Mold

New Technologies for Cutting Tools in the Mold Processing Industry (Latest Developments in 2025)

High precision composite machining technology
Five axis linkage micro milling: GF Archie Shamir’s μ milling cutter (diameter 0.01mm) from Switzerland achieves micro level mold detail machining with an accuracy of ± 1 μ m.
Ultrasonic vibration assisted cutting: DMG MORI’s ultrasonic tool holder (frequency 20kHz) reduces cutting force by 50%, making it suitable for processing hard and brittle materials such as ceramic molds.

Superhard materials and composite structure technology
Nanograin PCBN cutting tools: such as Sumitomo Electric’s BN-S20 series, optimized with nanoscale CBN grains (particle size 0.5 μ m) and cobalt based binders, can increase the service life by 50% when processing hardened steel (HRC60), and the cutting speed can reach 300m/min.
Gradient function PCD tool: Sandvik’s gradient PCD blade has a surface diamond content of 95% and a bottom layer containing a tungsten carbide transition layer, which improves impact resistance by 30% and is suitable for processing high silicon aluminum alloy mold cavities.

Intelligent cutting tools and sensing technology
Embedded sensor tool: Kennametal’s KSEM system integrates temperature and vibration sensors inside the tool holder to monitor cutting status in real-time. Through AI algorithms, parameters are dynamically adjusted to reduce chatter by up to 70%.
Self sensing coating technology: Fluorescent materials are embedded in DLC coatings to provide real-time feedback on wear status through spectral analysis, with an accuracy of ± 0.1 μ m.

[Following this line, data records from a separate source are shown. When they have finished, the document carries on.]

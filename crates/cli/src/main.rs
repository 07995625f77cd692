//! confstack - inspect and resolve layered configuration pages.
//!
//! Responsibilities:
//! - Parse command-line arguments and environment variables.
//! - Build the page registry from the requested search path and key
//!   source, load implicit pages, and dispatch subcommands.
//!
//! Does NOT handle:
//! - Page discovery, sorting, or resolution logic (see `confstack-pages`).
//!
//! Invariants:
//! - `load_dotenv()` is called BEFORE CLI parsing so `.env` values can
//!   provide clap env defaults.
//! - `--dir`/`--path` replace the ambient search path entirely; without
//!   them the environment-assembled path is used.

mod args;
mod commands;
mod error;

use clap::Parser;
use secrecy::SecretString;
use tracing_subscriber::{EnvFilter, fmt, prelude::*};

use args::{Cli, Commands};
use commands::OutputFormat;
use confstack_pages::constants::ENV_MASTER_KEY;
use confstack_pages::{
    MasterKeySource, PageCipher, PageRegistry, RegistryOptions, SearchPath, env_var_or_none,
};
use error::ExitCode;

fn main() {
    // Load .env BEFORE CLI parsing so clap env defaults can read .env values
    if let Err(e) = confstack_pages::load_dotenv() {
        eprintln!("Failed to load environment: {}", e);
        std::process::exit(ExitCode::GeneralError.as_i32());
    }

    let cli = Cli::parse();

    tracing_subscriber::registry()
        .with(EnvFilter::from_default_env())
        .with(fmt::layer())
        .init();

    let code = match run(cli) {
        Ok(code) => code,
        Err(e) => {
            eprintln!("Error: {:#}", e);
            ExitCode::GeneralError
        }
    };
    std::process::exit(code.as_i32());
}

fn run(cli: Cli) -> anyhow::Result<ExitCode> {
    let Some(format) = OutputFormat::from_arg(&cli.output) else {
        eprintln!("unknown output format '{}' (expected table or json)", cli.output);
        return Ok(ExitCode::ValidationError);
    };

    let key_source = key_source(&cli);

    match &cli.command {
        Commands::Encrypt { input, output } => {
            let cipher = PageCipher::new(key_source);
            commands::run_encrypt(&cipher, input, output.clone())
        }
        Commands::Decrypt { input, output } => {
            let cipher = PageCipher::new(key_source);
            commands::run_decrypt(&cipher, input, output.clone())
        }
        Commands::Pages => {
            let registry = load_registry(&cli, key_source)?;
            commands::run_pages(registry, format)
        }
        Commands::Get { key, all } => {
            let registry = load_registry(&cli, key_source)?;
            commands::run_get(registry, key, *all, format)
        }
        Commands::Patterns => {
            let registry = load_registry(&cli, key_source)?;
            commands::run_patterns(registry, format)
        }
    }
}

/// Pick the master key source: an explicit password outranks
/// `CONFSTACK_CONFIG_KEY`, which outranks the OS keyring.
fn key_source(cli: &Cli) -> MasterKeySource {
    if let Some(password) = &cli.password {
        MasterKeySource::Password(SecretString::new(password.clone().into()))
    } else if env_var_or_none(ENV_MASTER_KEY).is_some() {
        MasterKeySource::Env(ENV_MASTER_KEY.to_string())
    } else {
        MasterKeySource::Keyring
    }
}

/// Build the process-wide registry and load implicit pages.
fn load_registry(
    cli: &Cli,
    key_source: MasterKeySource,
) -> anyhow::Result<&'static PageRegistry> {
    let options = RegistryOptions::new().with_key_source(key_source);
    let options = if cli.dir.is_some() || cli.path.is_some() {
        let mut search_path = SearchPath::new();
        if let Some(dir) = &cli.dir {
            search_path.append_directory(dir);
        }
        if let Some(list) = &cli.path {
            for dir in std::env::split_paths(list) {
                if !dir.as_os_str().is_empty() {
                    search_path.append_directory(dir);
                }
            }
        }
        options.with_search_path(search_path)
    } else {
        options
    };

    let registry = PageRegistry::init_global(options)?;
    registry.ensure_implicit_pages_loaded();
    tracing::debug!(
        implicit = registry.num_implicit_pages(),
        explicit = registry.num_explicit_pages(),
        "registry ready"
    );
    Ok(registry)
}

Additive Manufacturing and Topology Optimization of Cutting Tools
3D printed hard alloy cutting tools: Sandvik Coromant’s 3D printed milling cutters adopt a lattice structure, reducing weight by 40% and increasing rigidity by 15%, making them suitable for deep cavity mold processing.
Biomimetic topology optimization: The biomimetic honeycomb structure tool body (such as OSG’s “honeycomb milling cutter”) reduces weight by 20% to improve acceleration and increase processing efficiency by 25%.

Advanced coatings and surface treatment
Super lubricating coating: The “DLC+MoS ₂” composite coating from Daido, Japan has a friction coefficient as low as 0.05, reducing cutting force by 40% when processing titanium alloys.
Laser micro texturing technology: Laser processing of micrometer sized pits (diameter 50 μ m) on the tool surface reduces chip adhesion and extends lifespan by 2 times.

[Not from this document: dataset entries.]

//! The configuration page registry.
//!
//! Responsibilities:
//! - Own the implicit and explicit page collections.
//! - Orchestrate implicit discovery (explicitly triggered, exactly once
//!   until a reload is requested).
//! - Keep a deterministic resolution order via a lazy, stable re-sort.
//! - Expose the compiled pattern families and the search path.
//!
//! Does NOT handle:
//! - Walking the filesystem (see `discovery.rs`).
//! - Reading or decrypting files (see `loader.rs`).
//! - Resolving variables (see `vars.rs`).
//!
//! Invariants:
//! - All registry state lives behind one coarse mutex; the check-and-sort
//!   path runs under it, so readers never observe a partially sorted
//!   sequence.
//! - When `pages_sorted` is true, each collection is ordered by descending
//!   priority with ascending sequence as tie-break (stable across
//!   re-sorts).
//! - `loaded_implicit` implies discovery has run at least once; it does
//!   not imply any pages were found.
//! - Accessors never trigger implicit discovery; callers use
//!   `ensure_implicit_pages_loaded` explicitly.

use std::cmp;
use std::sync::{Arc, Mutex, MutexGuard, OnceLock, PoisonError};

use crate::constants::DEFAULT_IMPLICIT_PRIORITY;
use crate::crypt::MasterKeySource;
use crate::discovery::{DirScanner, DiscoveredFile, FileDiscovery};
use crate::error::RegistryError;
use crate::loader::PageLoader;
use crate::page::{ConfigPage, PageOrigin};
use crate::pattern::{PatternFamily, PatternSet};
use crate::search_path::SearchPath;

static GLOBAL_REGISTRY: OnceLock<PageRegistry> = OnceLock::new();

/// Builder-style options for constructing a `PageRegistry`.
pub struct RegistryOptions {
    search_path: Option<SearchPath>,
    extra_plain_patterns: Vec<String>,
    extra_encrypted_patterns: Vec<String>,
    extra_executable_patterns: Vec<String>,
    key_source: MasterKeySource,
    discovery: Option<Box<dyn FileDiscovery>>,
}

impl Default for RegistryOptions {
    fn default() -> Self {
        Self::new()
    }
}

impl RegistryOptions {
    pub fn new() -> Self {
        Self {
            search_path: None,
            extra_plain_patterns: Vec::new(),
            extra_encrypted_patterns: Vec::new(),
            extra_executable_patterns: Vec::new(),
            key_source: MasterKeySource::Keyring,
            discovery: None,
        }
    }

    /// Use a fixed search path instead of assembling one from the
    /// environment.
    pub fn with_search_path(mut self, search_path: SearchPath) -> Self {
        self.search_path = Some(search_path);
        self
    }

    /// Extend the compiled-in plain patterns.
    pub fn with_plain_pattern(mut self, pattern: impl Into<String>) -> Self {
        self.extra_plain_patterns.push(pattern.into());
        self
    }

    /// Extend the compiled-in encrypted patterns.
    pub fn with_encrypted_pattern(mut self, pattern: impl Into<String>) -> Self {
        self.extra_encrypted_patterns.push(pattern.into());
        self
    }

    /// Extend the compiled-in executable patterns.
    pub fn with_executable_pattern(mut self, pattern: impl Into<String>) -> Self {
        self.extra_executable_patterns.push(pattern.into());
        self
    }

    /// Key source for decrypting encrypted pages.
    pub fn with_key_source(mut self, key_source: MasterKeySource) -> Self {
        self.key_source = key_source;
        self
    }

    /// Replace the default filesystem discovery (primarily for testing).
    pub fn with_discovery(mut self, discovery: Box<dyn FileDiscovery>) -> Self {
        self.discovery = Some(discovery);
        self
    }

    /// Compile the patterns and construct the registry. Discovery does not
    /// run until `ensure_implicit_pages_loaded` is called.
    pub fn build(self) -> Result<PageRegistry, RegistryError> {
        let patterns = PatternSet::with_extra(
            &self.extra_plain_patterns,
            &self.extra_encrypted_patterns,
            &self.extra_executable_patterns,
        )?;
        let search_path = self.search_path.unwrap_or_else(SearchPath::from_env);
        let discovery = self.discovery.unwrap_or_else(|| Box::new(DirScanner));

        Ok(PageRegistry {
            inner: Mutex::new(RegistryInner {
                implicit: Vec::new(),
                explicit: Vec::new(),
                loaded_implicit: false,
                pages_sorted: true,
                next_sequence: 0,
                search_path,
                patterns,
                discovery,
                loader: PageLoader::new(self.key_source),
            }),
        })
    }
}

struct RegistryInner {
    implicit: Vec<Arc<ConfigPage>>,
    explicit: Vec<Arc<ConfigPage>>,
    loaded_implicit: bool,
    pages_sorted: bool,
    next_sequence: u64,
    search_path: SearchPath,
    patterns: PatternSet,
    discovery: Box<dyn FileDiscovery>,
    loader: PageLoader,
}

impl RegistryInner {
    fn next_sequence(&mut self) -> u64 {
        let sequence = self.next_sequence;
        self.next_sequence += 1;
        sequence
    }
}

/// The collection of configuration pages and their resolution order.
pub struct PageRegistry {
    inner: Mutex<RegistryInner>,
}

impl PageRegistry {
    /// Construct the process-wide registry during startup. The first call
    /// builds and installs it; later calls return the existing instance
    /// and ignore their options.
    pub fn init_global(options: RegistryOptions) -> Result<&'static PageRegistry, RegistryError> {
        if let Some(existing) = GLOBAL_REGISTRY.get() {
            return Ok(existing);
        }
        let registry = options.build()?;
        Ok(GLOBAL_REGISTRY.get_or_init(|| registry))
    }

    /// The process-wide registry, if `init_global` has run. Never
    /// constructs one implicitly.
    pub fn global() -> Option<&'static PageRegistry> {
        GLOBAL_REGISTRY.get()
    }

    fn lock(&self) -> MutexGuard<'_, RegistryInner> {
        // A poisoning panic cannot leave the vectors structurally invalid;
        // the dirty flag forces a fresh sort on the next read.
        self.inner.lock().unwrap_or_else(PoisonError::into_inner)
    }

    /// Run implicit discovery if it has not run yet. A no-op on every call
    /// after the first, until `reload_implicit_pages` is requested.
    pub fn ensure_implicit_pages_loaded(&self) {
        let mut inner = self.lock();
        if inner.loaded_implicit {
            return;
        }
        let files = inner.discovery.discover(&inner.search_path, &inner.patterns);
        for file in files {
            Self::load_implicit_page(&mut inner, &file);
        }
        inner.loaded_implicit = true;
        inner.pages_sorted = false;
        tracing::info!(pages = inner.implicit.len(), "loaded implicit pages");
    }

    /// Unconditionally re-run implicit discovery.
    ///
    /// Replace-in-place policy: pages whose backing file is still matched
    /// keep their page object, order, and sequence (contents re-read from
    /// disk; if the re-read fails the previous contents are kept); pages
    /// whose file is no longer matched are dropped; newly matched files
    /// are appended in discovery order. Explicit pages are untouched.
    pub fn reload_implicit_pages(&self) {
        let mut inner = self.lock();
        let files = inner.discovery.discover(&inner.search_path, &inner.patterns);

        let mut retained: Vec<Arc<ConfigPage>> = Vec::new();
        for page in std::mem::take(&mut inner.implicit) {
            match files.iter().find(|f| f.path.display().to_string() == page.name()) {
                Some(file) => {
                    match inner.loader.load(file) {
                        Ok(text) => page.set_text(&text),
                        Err(e) => {
                            tracing::warn!(error = %e, "keeping previous contents for unreadable page")
                        }
                    }
                    retained.push(page);
                }
                None => {
                    tracing::debug!(page = %page.name(), "dropping implicit page; file no longer matched");
                }
            }
        }
        inner.implicit = retained;

        for file in files {
            let name = file.path.display().to_string();
            if inner.implicit.iter().any(|p| p.name() == name) {
                continue;
            }
            Self::load_implicit_page(&mut inner, &file);
        }

        inner.loaded_implicit = true;
        inner.pages_sorted = false;
        tracing::info!(pages = inner.implicit.len(), "reloaded implicit pages");
    }

    fn load_implicit_page(inner: &mut RegistryInner, file: &DiscoveredFile) {
        match inner.loader.load(file) {
            Ok(text) => {
                let sequence = inner.next_sequence();
                let page = Arc::new(ConfigPage::new(
                    file.path.display().to_string(),
                    PageOrigin::Implicit,
                    sequence,
                    DEFAULT_IMPLICIT_PRIORITY,
                ));
                page.set_text(&text);
                inner.implicit.push(page);
            }
            Err(e) => tracing::warn!(error = %e, "skipping unusable page file"),
        }
    }

    /// Whether implicit discovery has run at least once.
    pub fn loaded_implicit(&self) -> bool {
        self.lock().loaded_implicit
    }

    /// Snapshot of the search path used for implicit discovery.
    pub fn search_path(&self) -> SearchPath {
        self.lock().search_path.clone()
    }

    /// Replace the search path. Takes effect on the next explicit load or
    /// reload.
    pub fn set_search_path(&self, search_path: SearchPath) {
        self.lock().search_path = search_path;
    }

    /// Mutate the search path in place.
    pub fn with_search_path_mut<F: FnOnce(&mut SearchPath)>(&self, f: F) {
        f(&mut self.lock().search_path);
    }

    // --- Pattern accessors ------------------------------------------------

    pub fn num_plain_patterns(&self) -> usize {
        self.num_patterns(PatternFamily::Plain)
    }

    pub fn plain_pattern(&self, n: usize) -> Option<String> {
        self.pattern(PatternFamily::Plain, n)
    }

    pub fn num_encrypted_patterns(&self) -> usize {
        self.num_patterns(PatternFamily::Encrypted)
    }

    pub fn encrypted_pattern(&self, n: usize) -> Option<String> {
        self.pattern(PatternFamily::Encrypted, n)
    }

    pub fn num_executable_patterns(&self) -> usize {
        self.num_patterns(PatternFamily::Executable)
    }

    pub fn executable_pattern(&self, n: usize) -> Option<String> {
        self.pattern(PatternFamily::Executable, n)
    }

    /// Pattern count for one family.
    pub fn num_patterns(&self, family: PatternFamily) -> usize {
        self.lock().patterns.family(family).len()
    }

    /// The `n`th pattern of one family, as originally written.
    ///
    /// Out-of-range `n` is a programmer error; the call returns `None`
    /// rather than panicking.
    pub fn pattern(&self, family: PatternFamily, n: usize) -> Option<String> {
        self.lock()
            .patterns
            .family(family)
            .get(n)
            .map(|p| p.as_str().to_string())
    }

    /// All patterns of one family, in order.
    pub fn patterns(&self, family: PatternFamily) -> Vec<String> {
        self.lock()
            .patterns
            .family(family)
            .iter()
            .map(|p| p.as_str().to_string())
            .collect()
    }

    // --- Page accessors ---------------------------------------------------

    pub fn num_implicit_pages(&self) -> usize {
        let mut inner = self.lock();
        Self::check_sort_pages(&mut inner);
        inner.implicit.len()
    }

    /// The `n`th implicit page in resolution order.
    ///
    /// Out-of-range `n` is a programmer error; the call returns `None`
    /// rather than panicking.
    pub fn implicit_page(&self, n: usize) -> Option<Arc<ConfigPage>> {
        let mut inner = self.lock();
        Self::check_sort_pages(&mut inner);
        inner.implicit.get(n).cloned()
    }

    /// Snapshot of the implicit pages in resolution order.
    pub fn implicit_pages(&self) -> Vec<Arc<ConfigPage>> {
        let mut inner = self.lock();
        Self::check_sort_pages(&mut inner);
        inner.implicit.clone()
    }

    pub fn num_explicit_pages(&self) -> usize {
        let mut inner = self.lock();
        Self::check_sort_pages(&mut inner);
        inner.explicit.len()
    }

    /// The `n`th explicit page in resolution order.
    ///
    /// Out-of-range `n` is a programmer error; the call returns `None`
    /// rather than panicking.
    pub fn explicit_page(&self, n: usize) -> Option<Arc<ConfigPage>> {
        let mut inner = self.lock();
        Self::check_sort_pages(&mut inner);
        inner.explicit.get(n).cloned()
    }

    /// Snapshot of the explicit pages in resolution order.
    pub fn explicit_pages(&self) -> Vec<Arc<ConfigPage>> {
        let mut inner = self.lock();
        Self::check_sort_pages(&mut inner);
        inner.explicit.clone()
    }

    /// All pages in the order variable resolution consults them: explicit
    /// pages first, then implicit pages, each by descending priority.
    pub fn pages_in_resolution_order(&self) -> Vec<Arc<ConfigPage>> {
        let mut inner = self.lock();
        Self::check_sort_pages(&mut inner);
        inner
            .explicit
            .iter()
            .chain(inner.implicit.iter())
            .cloned()
            .collect()
    }

    // --- Explicit registration --------------------------------------------

    /// Install an empty explicit page.
    pub fn register_explicit_page(&self, name: impl Into<String>, priority: i32) -> Arc<ConfigPage> {
        let mut inner = self.lock();
        let sequence = inner.next_sequence();
        let page = Arc::new(ConfigPage::new(
            name.into(),
            PageOrigin::Explicit,
            sequence,
            priority,
        ));
        inner.explicit.push(Arc::clone(&page));
        inner.pages_sorted = false;
        page
    }

    /// Install an explicit page parsed from `text`.
    pub fn register_explicit_page_text(
        &self,
        name: impl Into<String>,
        priority: i32,
        text: &str,
    ) -> Arc<ConfigPage> {
        let page = self.register_explicit_page(name, priority);
        page.set_text(text);
        page
    }

    /// Remove a previously registered explicit page. Returns whether the
    /// page was present.
    pub fn unregister_explicit_page(&self, page: &Arc<ConfigPage>) -> bool {
        let mut inner = self.lock();
        let before = inner.explicit.len();
        inner.explicit.retain(|p| !Arc::ptr_eq(p, page));
        let removed = inner.explicit.len() != before;
        if removed {
            inner.pages_sorted = false;
        }
        removed
    }

    // --- Sorting ----------------------------------------------------------

    /// Invalidate the sort order. Call after changing any page's priority;
    /// the next read re-sorts.
    pub fn mark_unsorted(&self) {
        self.lock().pages_sorted = false;
    }

    fn check_sort_pages(inner: &mut RegistryInner) {
        if inner.pages_sorted {
            return;
        }
        sort_pages(&mut inner.implicit);
        sort_pages(&mut inner.explicit);
        inner.pages_sorted = true;
    }
}

fn sort_pages(pages: &mut [Arc<ConfigPage>]) {
    // Stable: equal priorities keep their sequence order across re-sorts.
    pages.sort_by_cached_key(|p| (cmp::Reverse(p.priority()), p.sequence()));
}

Green cutting and cooling technology
Low temperature cold air cutting: -30 ℃ cold air replaces traditional coolant, reduces tool thermal stress, and ensures surface roughness Ra ≤ 0.4 μ m when machining aluminum alloys.
Electrostatic atomization cooling: High voltage static electricity atomizes the coolant into 5 μ m particles, directly reaching the cutting area and reducing the temperature by more than 200 ℃.

Digital twins and AI optimization
Virtual tool library: Siemens NX has a built-in digital twin model that can simulate tool wear under 100000 working conditions, optimizing parameters and increasing efficiency by 60%.
AI process recommendation: The “CAPTOR AI” system of Shangao Cutting Tools analyzes machining data through deep learning and automatically matches the best tool and parameter combination.